### [Task]
Restate verbatim the span of lines below between the line with "Default, PartialEq, Eq, Serialize, Deserialize)]" and the line with "#[serde(default, deny_unknown_fields)]", including those two lines, and only that span.
>>>>>
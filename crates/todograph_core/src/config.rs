//! Engine configuration.
//!
//! # Responsibility
//! - Hold the tunables of validation and propagation.
//! - Parse and validate configuration supplied by the host application.
//!
//! # Invariants
//! - `debounce_secs` is strictly positive.
//! - Missing keys fall back to `EngineConfig::default()`.

use serde::{Deserialize, Serialize};
use std::error::Error;
use std::fmt::{Display, Formatter};
use time::Duration;

/// Default propagation threshold: one day.
pub const DEFAULT_DEBOUNCE_SECS: i64 = 86_400;

/// How far dependency-of-dependency conflicts are searched.
#[derive(Debug, Clone, Copy, Default, PartialEq, Eq, Serialize, Deserialize)]
#[serde(rename_all = "snake_case")]
pub enum TransitiveCheck {
    /// Only the dependencies of direct dependencies (and dependents of
    /// direct dependents) are inspected.
    #[default]
    OneHop,
    /// The full transitive closure is inspected, which also rejects
    /// precedence cycles of any length.
    FullClosure,
}

/// Validation and propagation settings.
#[derive(Debug, Clone, PartialEq, Eq, Serialize, Deserialize)]
#[serde(default, deny_unknown_fields)]
pub struct EngineConfig {
    /// Minimum date delta, in seconds, that triggers a cascade step.
    pub debounce_secs: i64,
    pub transitive_check: TransitiveCheck,
    /// Reject creations whose start is later than a child's start.
    pub enforce_child_start_on_create: bool,
}

impl Default for EngineConfig {
    fn default() -> Self {
        Self {
            debounce_secs: DEFAULT_DEBOUNCE_SECS,
            transitive_check: TransitiveCheck::OneHop,
            enforce_child_start_on_create: true,
        }
    }
}

impl EngineConfig {
    /// Parses a JSON document and validates the result.
    pub fn from_json_str(raw: &str) -> Result<Self, ConfigError> {
        let config: Self = serde_json::from_str(raw).map_err(ConfigError::Parse)?;
        config.validate()?;
        Ok(config)
    }

    pub fn validate(&self) -> Result<(), ConfigError> {
        if self.debounce_secs <= 0 {
            return Err(ConfigError::NonPositiveDebounce(self.debounce_secs));
        }
        Ok(())
    }

    pub fn debounce(&self) -> Duration {
        Duration::seconds(self.debounce_secs)
    }
}

/// Configuration parse/validation failures.
#[derive(Debug)]
pub enum ConfigError {
    Parse(serde_json::Error),
    NonPositiveDebounce(i64),
}

impl Display for ConfigError {
    fn fmt(&self, f: &mut Formatter<'_>) -> std::fmt::Result {
        match self {
            Self::Parse(err) => write!(f, "invalid engine config: {err}"),
            Self::NonPositiveDebounce(value) => {
                write!(f, "debounce_secs must be positive, got {value}")
            }
        }
    }
}

impl Error for ConfigError {
    fn source(&self) -> Option<&(dyn Error + 'static)> {
        match self {
            Self::Parse(err) => Some(err),
            Self::NonPositiveDebounce(_) => None,
        }
    }
}
//! Graph storage abstractions.
//!
//! # Responsibility
//! - Define the read (`GraphView`) and write (`GraphStore`) contracts used by
//!   validation and orchestration.
//! - Provide the in-memory implementation.
//!
//! # Invariants
//! - Store writes enforce `Todo::validate()` and referential integrity.
//! - Graph-position rules are not checked here; see `rules::validator`.

pub mod graph_store;
//! Interval propagation rules.
//!
//! # Responsibility
//! - Compute the start-date self-shift of a staged todo.
//! - Plan the cascade steps implied by one committed interval change.
//! - Resolve a planned step against the current graph into a shifted todo.
//!
//! # Invariants
//! - Every function is a pure function of its inputs.
//! - Deltas below the debounce threshold never produce work.
//! - Parents are only ever pulled later, never earlier.

use crate::config::EngineConfig;
use crate::model::edges::Relation;
use crate::model::todo::{Interval, Todo, TodoId};
use crate::repo::graph_store::GraphView;
use serde::{Deserialize, Serialize};
use time::{Duration, OffsetDateTime};

/// Interval of one todo immediately before and after a write.
#[derive(Debug, Clone, Copy, PartialEq, Eq)]
pub struct IntervalChange {
    pub before: Interval,
    pub after: Interval,
}

impl IntervalChange {
    pub fn new(before: Interval, after: Interval) -> Self {
        Self { before, after }
    }

    pub fn start_delta(&self) -> Duration {
        self.after.start_date - self.before.start_date
    }

    pub fn end_delta(&self) -> Duration {
        self.after.end_date - self.before.end_date
    }
}

/// Cascade rule that produced a step.
#[derive(Debug, Clone, Copy, PartialEq, Eq, Hash, Serialize, Deserialize)]
#[serde(rename_all = "snake_case")]
pub enum CascadeRule {
    /// Child moves with its parent's start date.
    ShiftChild,
    /// Dependent moves after its latest dependency's end date.
    ShiftDependent,
    /// Parent end date follows its latest child.
    PullParentEnd,
}

impl CascadeRule {
    pub fn as_str(self) -> &'static str {
        match self {
            Self::ShiftChild => "shift_child",
            Self::ShiftDependent => "shift_dependent",
            Self::PullParentEnd => "pull_parent_end",
        }
    }
}

/// One pending cascade step.
#[derive(Debug, Clone, Copy, PartialEq, Eq)]
pub struct CascadeStep {
    pub rule: CascadeRule,
    /// Todo whose change triggered the step.
    pub source: TodoId,
    pub target: TodoId,
    /// Start delta for `ShiftChild`, end delta otherwise.
    pub delta: Duration,
}

/// Why a planned step left its target untouched.
#[derive(Debug, Clone, Copy, PartialEq, Eq, Serialize, Deserialize)]
#[serde(rename_all = "snake_case")]
pub enum GateReason {
    /// Another dependency of the dependent ends later than the source.
    NotLatestDependency,
    /// The dependent already starts after the source's new end date.
    NoOverlap,
    /// Another child of the parent ends later than the source.
    NotLatestChild,
    /// The parent already ends at or after the source's end date.
    ParentEndsLater,
    /// Source or target disappeared from the graph.
    MissingTodo,
}

/// Result of resolving one step.
#[derive(Debug, Clone, PartialEq, Eq)]
pub enum StepResolution {
    /// The target with its new interval, ready for validation.
    Apply(Todo),
    Gated(GateReason),
    /// The shifted interval leaves the representable date range.
    OutOfRange,
}

/// Date propagation planner.
#[derive(Debug, Clone)]
pub struct TimelinePropagator {
    debounce: Duration,
}

impl TimelinePropagator {
    pub fn new(config: &EngineConfig) -> Self {
        Self {
            debounce: config.debounce(),
        }
    }

    pub fn debounce(&self) -> Duration {
        self.debounce
    }

    pub fn exceeds_debounce(&self, delta: Duration) -> bool {
        delta.abs() >= self.debounce
    }

    /// Applies the start-date self-shift to a requested interval.
    ///
    /// When the start moves past the threshold and the end was not moved past
    /// it independently, the end moves by the same delta. `None` when the
    /// shifted end leaves the representable date range.
    pub fn stage_interval(&self, before: Interval, requested: Interval) -> Option<Interval> {
        let start_delta = requested.start_date - before.start_date;
        let end_delta = requested.end_date - before.end_date;
        if self.exceeds_debounce(start_delta) && !self.exceeds_debounce(end_delta) {
            let end_date = requested.end_date.checked_add(start_delta)?;
            return Some(Interval::new(requested.start_date, end_date));
        }
        Some(requested)
    }

    /// Delta every child moves by, when the start moved past the threshold.
    pub fn child_shift(&self, change: &IntervalChange) -> Option<Duration> {
        let delta = change.start_delta();
        self.exceeds_debounce(delta).then_some(delta)
    }

    /// Delta the whole subtree under a todo moves by, when the todo itself
    /// moved as a block: the start past the threshold and the end along with
    /// it. Children then end up at their positions shifted by the same delta.
    pub fn subtree_shift(&self, change: &IntervalChange) -> Option<Duration> {
        let delta = self.child_shift(change)?;
        let drift = change.end_delta() - delta;
        (!self.exceeds_debounce(drift)).then_some(delta)
    }

    /// Steps implied by `change` on `source`, in discovery order: children,
    /// then dependents, then parents, each in edge order.
    pub fn plan<V: GraphView + ?Sized>(
        &self,
        view: &V,
        source: TodoId,
        change: &IntervalChange,
    ) -> Vec<CascadeStep> {
        let mut steps = Vec::new();
        let step = |rule, target, delta| CascadeStep {
            rule,
            source,
            target,
            delta,
        };

        if let Some(delta) = self.child_shift(change) {
            for child in view.related(source, Relation::Children) {
                steps.push(step(CascadeRule::ShiftChild, *child, delta));
            }
        }

        let end_delta = change.end_delta();
        if end_delta >= self.debounce {
            for dependent in view.related(source, Relation::Dependents) {
                steps.push(step(CascadeRule::ShiftDependent, *dependent, end_delta));
            }
        }
        if self.exceeds_debounce(end_delta) {
            for parent in view.related(source, Relation::Parents) {
                steps.push(step(CascadeRule::PullParentEnd, *parent, end_delta));
            }
        }

        steps
    }

    /// Evaluates the step's gate against the current graph.
    pub fn resolve<V: GraphView + ?Sized>(&self, view: &V, step: &CascadeStep) -> StepResolution {
        let (Some(source), Some(target)) = (view.todo(step.source), view.todo(step.target)) else {
            return StepResolution::Gated(GateReason::MissingTodo);
        };

        match step.rule {
            CascadeRule::ShiftChild => shifted(target, step.delta),
            CascadeRule::ShiftDependent => {
                if !is_latest(view, step.target, Relation::Dependencies, source) {
                    return StepResolution::Gated(GateReason::NotLatestDependency);
                }
                if target.start_date >= source.end_date {
                    return StepResolution::Gated(GateReason::NoOverlap);
                }
                shifted(target, step.delta)
            }
            CascadeRule::PullParentEnd => {
                if !is_latest(view, step.target, Relation::Children, source) {
                    return StepResolution::Gated(GateReason::NotLatestChild);
                }
                if target.end_date >= source.end_date {
                    return StepResolution::Gated(GateReason::ParentEndsLater);
                }
                let mut pulled = target.clone();
                pulled.end_date = source.end_date;
                StepResolution::Apply(pulled)
            }
        }
    }
}

fn shifted(todo: &Todo, delta: Duration) -> StepResolution {
    let Some(interval) = todo.interval().checked_shift(delta) else {
        return StepResolution::OutOfRange;
    };
    let mut next = todo.clone();
    next.set_interval(interval);
    StepResolution::Apply(next)
}

/// Whether `candidate` belongs to `owner`'s relation and no member of it ends
/// strictly later. Ties count as latest.
fn is_latest<V: GraphView + ?Sized>(
    view: &V,
    owner: TodoId,
    relation: Relation,
    candidate: &Todo,
) -> bool {
    let members = view.related(owner, relation);
    if !members.contains(&candidate.id) {
        return false;
    }
    let latest: Option<OffsetDateTime> = members
        .iter()
        .filter_map(|id| view.todo(*id))
        .map(|todo| todo.end_date)
        .max();
    latest.map_or(true, |end_date| candidate.end_date >= end_date)
}
//! Todo graph engine.
//! Keeps a graph of todos linked by precedence and hierarchy edges, validates
//! every mutation against graph invariants and cascades interval changes to
//! related todos.

pub mod config;
pub mod logging;
pub mod model;
pub mod repo;
pub mod rules;
pub mod service;
pub mod timeline;

pub use config::{ConfigError, EngineConfig, TransitiveCheck};
pub use logging::{default_log_level, init_logging, logging_status, LoggingError};
pub use model::edges::{EdgeChangeError, EdgeChanges, EdgeDelta, Relation, TodoEdges};
pub use model::todo::{
    Interval, NewTodo, ProjectId, RepeatPeriod, Todo, TodoId, TodoPatch, TodoValidationError,
};
pub use repo::graph_store::{
    GraphStore, GraphView, InMemoryGraphStore, StoreError, StoreResult, TodoListQuery, TodoShape,
};
pub use rules::validator::{
    ConstraintValidator, MutationKind, ValidationInput, ValidationResult, Violation,
    ViolationField,
};
pub use service::report::{
    CascadeFailure, CascadeFailureReason, CascadeTrace, PropagationReport, StepOutcome,
};
pub use service::update_coordinator::{CreateOutcome, MutationError, UpdateCoordinator};
pub use timeline::propagator::{CascadeRule, GateReason, IntervalChange, TimelinePropagator};

/// Returns the core crate version.
pub fn core_version() -> &'static str {
    env!("CARGO_PKG_VERSION")
}
//! Structured outcome of one update and its cascade.
//!
//! # Responsibility
//! - Record which todos were committed, in commit order.
//! - Record every cascade step the coordinator looked at, including gated and
//!   skipped ones, and the step that stopped the cascade.
//!
//! # Invariants
//! - `updated_todo_ids` holds each id at most once.
//! - At most one failure is recorded per run; nothing after it is applied.

use crate::model::todo::{Interval, TodoId};
use crate::rules::validator::Violation;
use crate::timeline::propagator::{CascadeRule, CascadeStep, GateReason};
use serde::{Deserialize, Serialize};

/// What happened to one cascade step.
#[derive(Debug, Clone, PartialEq, Eq, Serialize, Deserialize)]
#[serde(tag = "status", rename_all = "snake_case")]
pub enum StepOutcome {
    Applied { before: Interval, after: Interval },
    Gated { reason: GateReason },
    /// The target was already moved by the same rule from the same source in
    /// this run.
    AlreadyVisited,
    Failed,
}

/// One line of the cascade trace.
#[derive(Debug, Clone, PartialEq, Eq, Serialize, Deserialize)]
pub struct CascadeTrace {
    pub rule: CascadeRule,
    pub source: TodoId,
    pub target: TodoId,
    pub delta_secs: i64,
    pub outcome: StepOutcome,
}

impl CascadeTrace {
    pub(crate) fn new(step: &CascadeStep, outcome: StepOutcome) -> Self {
        Self {
            rule: step.rule,
            source: step.source,
            target: step.target,
            delta_secs: step.delta.whole_seconds(),
            outcome,
        }
    }
}

/// Why a cascade step could not be committed.
#[derive(Debug, Clone, PartialEq, Eq, Serialize, Deserialize)]
#[serde(tag = "kind", rename_all = "snake_case")]
pub enum CascadeFailureReason {
    /// The shifted todo failed validation.
    Rejected { violations: Vec<Violation> },
    /// The store refused the write.
    Store { message: String },
    /// The shifted interval falls outside the representable date range.
    OutOfRange,
}

/// The cascade step that stopped propagation.
#[derive(Debug, Clone, PartialEq, Eq, Serialize, Deserialize)]
pub struct CascadeFailure {
    pub todo_id: TodoId,
    pub source: TodoId,
    pub rule: CascadeRule,
    pub reason: CascadeFailureReason,
}

impl CascadeFailure {
    /// Violations behind the failure; empty for store failures.
    pub fn violations(&self) -> &[Violation] {
        match &self.reason {
            CascadeFailureReason::Rejected { violations } => violations,
            CascadeFailureReason::Store { .. } | CascadeFailureReason::OutOfRange => &[],
        }
    }
}

/// Result of `UpdateCoordinator::update_todo`.
#[derive(Debug, Clone, PartialEq, Eq, Serialize, Deserialize)]
pub struct PropagationReport {
    /// Todo the caller updated.
    pub root: TodoId,
    /// Committed todos in commit order, root first when it changed.
    pub updated_todo_ids: Vec<TodoId>,
    pub failures: Vec<CascadeFailure>,
    pub trace: Vec<CascadeTrace>,
}

impl PropagationReport {
    pub fn new(root: TodoId) -> Self {
        Self {
            root,
            updated_todo_ids: Vec::new(),
            failures: Vec::new(),
            trace: Vec::new(),
        }
    }

    /// True when the cascade ran to the end.
    pub fn is_complete(&self) -> bool {
        self.failures.is_empty()
    }

    /// True when nothing was written and no step was considered.
    pub fn is_noop(&self) -> bool {
        self.updated_todo_ids.is_empty() && self.trace.is_empty()
    }

    /// Todos moved by the cascade, excluding the root.
    pub fn cascaded_ids(&self) -> impl Iterator<Item = TodoId> + '_ {
        self.updated_todo_ids
            .iter()
            .copied()
            .filter(move |id| *id != self.root)
    }

    pub(crate) fn record_update(&mut self, id: TodoId) {
        if !self.updated_todo_ids.contains(&id) {
            self.updated_todo_ids.push(id);
        }
    }
}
<<<<<
### [Result]
#[derive(Debug, Clone, Copy, Default, PartialEq, Eq, Serialize, Deserialize)]
#[serde(rename_all = "snake_case")]
pub enum TransitiveCheck {
    /// Only the dependencies of direct dependencies (and dependents of
    /// direct dependents) are inspected.
    #[default]
    OneHop,
    /// The full transitive closure is inspected, which also rejects
    /// precedence cycles of any length.
    FullClosure,
}

/// Validation and propagation settings.
#[derive(Debug, Clone, PartialEq, Eq, Serialize, Deserialize)]
#[serde(default, deny_unknown_fields)]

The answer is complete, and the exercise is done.